[About this task] Show every line from the entries that follow which holds the word "minutes".

[Provided data]
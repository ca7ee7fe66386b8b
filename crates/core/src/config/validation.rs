//! Configuration validation rules.
//!
//! This module provides validation logic for `AppConfig` values
//! after they have been loaded from environment, files, presets, or defaults.

use crate::config::AppConfig;
use thiserror::Error;

/// Configuration validation errors.
#[derive(Debug, Error)]
pub enum ConfigError {
    #[error("failed to load configuration: {0}")]
    LoadFailed(String),

    #[error("invalid configuration: {field} - {reason}")]
    Invalid { field: String, reason: String },
}

impl AppConfig {
    /// Validate configuration values after loading.
    ///
    /// # Errors
    ///
    /// Returns `ConfigError::Invalid` if:
    /// - `max_bytes` is 0 or exceeds 100MB
    /// - `timeout_ms` is less than 100ms or exceeds 5 minutes
    /// - `user_agent` or `cache_name` is empty
    /// - `scope` is not an absolute http(s) URL
    /// - a `dynamic_hosts` entry is blank
    pub fn validate(&self) -> Result<(), ConfigError> {
        if self.max_bytes == 0 {
            return Err(ConfigError::Invalid { field: "max_bytes".into(), reason: "must be greater than 0".into() });
        }
        if self.max_bytes > 100 * 1024 * 1024 {
            return Err(ConfigError::Invalid { field: "max_bytes".into(), reason: "must not exceed 100MB".into() });
        }

        if self.timeout_ms < 100 {
            return Err(ConfigError::Invalid { field: "timeout_ms".into(), reason: "must be at least 100ms".into() });
        }
        if self.timeout_ms > 300_000 {
            return Err(ConfigError::Invalid {
                field: "timeout_ms".into(),
                reason: "must not exceed 5 minutes (300000ms)".into(),
            });
        }

        if self.user_agent.is_empty() {
            return Err(ConfigError::Invalid { field: "user_agent".into(), reason: "must not be empty".into() });
        }

        if self.cache_name.trim().is_empty() {
            return Err(ConfigError::Invalid { field: "cache_name".into(), reason: "must not be empty".into() });
        }

        let scope = self.scope_url()?;
        if !matches!(scope.scheme(), "http" | "https") {
            return Err(ConfigError::Invalid {
                field: "scope".into(),
                reason: format!("unsupported scheme: {}", scope.scheme()),
            });
        }

        if self.dynamic_hosts.iter().any(|h| h.trim().is_empty()) {
            return Err(ConfigError::Invalid {
                field: "dynamic_hosts".into(),
                reason: "entries must not be blank".into(),
            });
        }

        if self.assets.is_empty() {
            tracing::warn!(cache_name = %self.cache_name, "asset manifest is empty; install will store nothing");
        }

        Ok(())
    }
}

[Exercise output]
    /// - `timeout_ms` is less than 100ms or exceeds 5 minutes
                reason: "must not exceed 5 minutes (300000ms)".into(),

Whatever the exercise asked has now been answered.